ANNIE rubbed her eyes. Well shaped and an intense shade of almost violet-blue, with thick long eyelashes, they were eyes any woman could be proud of—if they hadn’t been aching with tiredness and feeling as though they were filled with grit. She lifted her hand, its wrist so slender that it looked dangerously fragile, pushing the heavy weight of her shoulder-length, naturally blonde and softly curling hair off her face. Normally she wore it scraped back in a neat knot, but Ollie had grabbed it earlier when she had been giving him his bath, and in the end it had been easier to leave it down. She loved her baby so much. He meant everything to her, and there was nothing she wouldn’t do to protect him and keep him safe. Nothing.
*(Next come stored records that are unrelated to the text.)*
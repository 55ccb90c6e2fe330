//! Reset-button hold detection shared between an edge interrupt and the
//! main loop.
//!
//! The interrupt side only records timestamps. Elapsed time is judged in
//! `poll`, which runs in normal task context and may start the reset.

use core::sync::atomic::{AtomicBool, AtomicU32, Ordering};

#[derive(Debug, Clone, Copy, PartialEq, Eq)]
pub enum HoldStatus {
    Released,
    Holding { held_ms: u32 },
    /// Reported once per sustained hold.
    ResetRequested,
}

pub struct HoldDetector {
    press_started_ms: AtomicU32,
    holding: AtomicBool,
    /// Set once a hold has fired, cleared by the next release.
    fired: AtomicBool,
    threshold_ms: u32,
}

impl HoldDetector {
    pub const fn new(threshold_ms: u32) -> Self {
        Self {
            press_started_ms: AtomicU32::new(0),
            holding: AtomicBool::new(false),
            fired: AtomicBool::new(false),
            threshold_ms,
        }
    }

    /// Records a button edge. Safe to call from an interrupt handler.
    /// `now_ms` is a wrapping millisecond clock.
    pub fn on_edge(&self, pressed: bool, now_ms: u32) {
        if pressed {
            self.press_started_ms.store(now_ms, Ordering::Relaxed);
            self.fired.store(false, Ordering::Relaxed);
            self.holding.store(true, Ordering::Release);
        } else {
            self.release();
        }
    }

    /// Reconciles the detector with a sampled pin level, for edges that
    /// arrived while the interrupt was disarmed. A missed press is timed from
    /// `now_ms`. A button still down after its hold fired is not re-armed.
    pub fn sync_level(&self, pressed: bool, now_ms: u32) {
        if !pressed {
            if self.holding.load(Ordering::Acquire) || self.fired.load(Ordering::Relaxed) {
                self.release();
            }
            return;
        }
        if !self.holding.load(Ordering::Acquire) && !self.fired.load(Ordering::Relaxed) {
            self.press_started_ms.store(now_ms, Ordering::Relaxed);
            self.holding.store(true, Ordering::Release);
        }
    }

    fn release(&self) {
        self.holding.store(false, Ordering::Release);
        self.fired.store(false, Ordering::Relaxed);
    }

    pub fn is_holding(&self) -> bool {
        self.holding.load(Ordering::Acquire)
    }

    pub fn poll(&self, now_ms: u32) -> HoldStatus {
        if !self.holding.load(Ordering::Acquire) {
            return HoldStatus::Released;
        }

        let held_ms = now_ms.wrapping_sub(self.press_started_ms.load(Ordering::Relaxed));
        if held_ms < self.threshold_ms {
            return HoldStatus::Holding { held_ms };
        }

        match self
            .holding
            .compare_exchange(true, false, Ordering::AcqRel, Ordering::Acquire)
        {
            Ok(_) => {
                self.fired.store(true, Ordering::Relaxed);
                HoldStatus::ResetRequested
            }
            Err(_) => HoldStatus::Released,
        }
    }
}

#[cfg(test)]
mod tests {
    use super::*;
    use crate::config::HOLD_THRESHOLD_MS;

    #[test]
    fn release_before_threshold_never_requests_reset() {
        let detector = HoldDetector::new(HOLD_THRESHOLD_MS);
        detector.on_edge(true, 1_000);
        assert_eq!(detector.poll(3_000), HoldStatus::Holding { held_ms: 2_000 });

        detector.on_edge(false, 4_000);
        assert_eq!(detector.poll(10_000), HoldStatus::Released);
    }

    #[test]
    fn hold_just_short_of_threshold_does_not_fire() {
        let detector = HoldDetector::new(HOLD_THRESHOLD_MS);
        detector.on_edge(true, 0);
        assert_eq!(detector.poll(4_999), HoldStatus::Holding { held_ms: 4_999 });
    }

    #[test]
    fn sustained_hold_fires_exactly_once() {
        let detector = HoldDetector::new(HOLD_THRESHOLD_MS);
        detector.on_edge(true, 0);

        assert_eq!(detector.poll(5_000), HoldStatus::ResetRequested);
        assert_eq!(detector.poll(5_001), HoldStatus::Released);
        assert_eq!(detector.poll(9_000), HoldStatus::Released);
        assert!(!detector.is_holding());
    }

    #[test]
    fn elapsed_time_survives_clock_wraparound() {
        let detector = HoldDetector::new(HOLD_THRESHOLD_MS);
        let start = u32::MAX - 1_000;
        detector.on_edge(true, start);

        assert_eq!(
            detector.poll(start.wrapping_add(4_000)),
            HoldStatus::Holding { held_ms: 4_000 }
        );
        assert_eq!(
            detector.poll(start.wrapping_add(6_000)),
            HoldStatus::ResetRequested
        );
    }

    #[test]
    fn new_press_restarts_timing() {
        let detector = HoldDetector::new(HOLD_THRESHOLD_MS);
        detector.on_edge(true, 0);
        detector.on_edge(false, 3_000);
        detector.on_edge(true, 4_000);

        assert_eq!(detector.poll(8_000), HoldStatus::Holding { held_ms: 4_000 });
        assert_eq!(detector.poll(9_000), HoldStatus::ResetRequested);
    }

    #[test]
    fn sampled_release_cancels_missed_edge() {
        let detector = HoldDetector::new(HOLD_THRESHOLD_MS);
        detector.on_edge(true, 0);

        detector.sync_level(true, 1_000);
        assert_eq!(detector.poll(1_000), HoldStatus::Holding { held_ms: 1_000 });

        detector.sync_level(false, 2_000);
        assert_eq!(detector.poll(6_000), HoldStatus::Released);
    }

    #[test]
    fn sampled_press_starts_a_hold_when_the_edge_was_missed() {
        let detector = HoldDetector::new(HOLD_THRESHOLD_MS);
        detector.sync_level(true, 2_000);

        assert_eq!(detector.poll(6_999), HoldStatus::Holding { held_ms: 4_999 });
        assert_eq!(detector.poll(7_000), HoldStatus::ResetRequested);
    }

    #[test]
    fn button_still_down_after_firing_is_not_rearmed() {
        let detector = HoldDetector::new(HOLD_THRESHOLD_MS);
        detector.on_edge(true, 0);
        assert_eq!(detector.poll(5_000), HoldStatus::ResetRequested);

        detector.sync_level(true, 5_020);
        assert_eq!(detector.poll(20_000), HoldStatus::Released);

        detector.sync_level(false, 20_020);
        detector.sync_level(true, 21_000);
        assert_eq!(detector.poll(26_000), HoldStatus::ResetRequested);
    }

    #[test]
    fn static_detector_is_usable_from_an_isr_context() {
        static DETECTOR: HoldDetector = HoldDetector::new(HOLD_THRESHOLD_MS);
        DETECTOR.on_edge(true, 10);
        assert!(DETECTOR.is_holding());
        DETECTOR.on_edge(false, 20);
        assert!(!DETECTOR.is_holding());
    }
}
She had been reading all evening. Part-time freelance research work didn’t pay very well—certainly not as well as her previous job, which had been working as a researcher for a novelist turned playwright. Tom had paid her very well indeed, and he and his wife had become good friends. Annie’s face clouded. The lighting in her small one-bedroom flat didn’t really give off enough light for the demanding work she was doing—even if it was energy-efficient.

Next to her work on the cramped space of the small folding table there was a letter from her stepbrother amongst the post forwarded from her old address. She shivered and looked over her shoulder, almost as though she feared that Colin himself might suddenly materialise out of the ether.

Colin was living in the house that had originally belonged to her father, which should have been hers. He had stolen it from her—just as he had stolen… She flinched, not wanting to think about her stepbrother.

But there were times when she had to do so, for Ollie’s safety. Her stepbrother disapproved of the fact that she had kept Ollie, instead of having him put up for adoption as he had wanted her to do. But nothing could make her willingly part with her baby—not even Colin’s attempts to make her feel guilty for keeping him. He had insisted, that someone else—a couple—would give him a better life than she could as a single mother. Colin could be very convincing and persuasive when he wanted to be. She had been desperately afraid that he would win others over to his cause.

Sometimes she felt that she would never be able to stop looking over her shoulder, afraid that Colin had tracked them down and that somehow he would succeed in parting her from her son.

She would never even have told him about her pregnancy, but Susie, the wife of the author she had been working for when ‘it’—her rape by Antonio Leopardi—had happened, had thought she was doing her a favour by writing to him and telling him what had happened. Susie had been thrilled when Colin had offered her a home after Ollie’s birth, and all the support she needed.

Annie had refused his offer, though. She, after all, knew him far better than Susie did. Instead she had stayed in her flat, using the excuse that she wanted Ollie to be born at the local hospital because of its excellent reputation.

Colin had refused to be put off and had insisted on continuing to visit her. Initially he had even pretended that he agreed with her decision to keep her baby once it was born, but that pretence had soon vanished once he’d realised that Antonio Leopardi was not going to respond to Colin’s demand for financial support for his son.

Not that Colin had said anything of this to Susie and Tom, who had been so kind to her.